=== Begin Enclosure ===

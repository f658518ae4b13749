//! Kubernetes client configuration handed to the solver by its host.

pub const DEFAULT_QPS: f32 = 5.0;
pub const DEFAULT_BURST: i32 = 10;

#[derive(thiserror::Error, Debug)]
pub enum ClusterConfigError {
    #[error("burst is required to be greater than 0 when no rate limiter is set and qps is greater than 0")]
    Burst,

    #[error("qps must be a finite, non-negative number, got {0}")]
    Qps(f32),

    #[error("unable to infer kubernetes config: {0}")]
    Infer(#[from] kube::config::InferConfigError),

    #[error("unable to build kubernetes client: {0}")]
    Client(#[from] kube::Error),
}

/// An explicit client-side rate limiter. When present it supersedes `qps`/`burst`.
#[derive(Debug, Clone, Copy, PartialEq)]
pub struct RateLimiter {
    pub qps: f32,
    pub burst: u32,
}

/// Connection settings plus the client-side throttling parameters of the host's Kubernetes
/// client. The throttling parameters are checked with the same rules client-go applies.
#[derive(Debug, Clone)]
pub struct ClusterConfig {
    pub kube: kube::Config,
    pub qps: f32,
    pub burst: i32,
    pub rate_limiter: Option<RateLimiter>,
}

impl ClusterConfig {
    pub fn new(kube: kube::Config) -> Self {
        Self {
            kube,
            qps: DEFAULT_QPS,
            burst: DEFAULT_BURST,
            rate_limiter: None,
        }
    }

    /// Kubeconfig or in-cluster configuration, whichever is available.
    pub async fn infer() -> Result<Self, ClusterConfigError> {
        Ok(Self::new(kube::Config::infer().await?))
    }

    pub fn validate(&self) -> Result<(), ClusterConfigError> {
        if self.rate_limiter.is_some() {
            return Ok(());
        }
        if !self.qps.is_finite() || self.qps < 0.0 {
            return Err(ClusterConfigError::Qps(self.qps));
        }
        if self.qps > 0.0 && self.burst <= 0 {
            return Err(ClusterConfigError::Burst);
        }
        Ok(())
    }

    /// Validates the configuration and constructs a client from it. Needs a tokio runtime.
    pub fn client(self) -> Result<kube::Client, ClusterConfigError> {
        self.validate()?;
        Ok(kube::Client::try_from(self.kube)?)
    }
}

=== End Enclosure ===

*GOAL OF THE EXERCISE*
Those lines of the records that contain the string "Debug" should be identified and copied.

*EXPECTED OUTPUT*
#[derive(thiserror::Error, Debug)]
#[derive(Debug, Clone, Copy, PartialEq)]
#[derive(Debug, Clone)]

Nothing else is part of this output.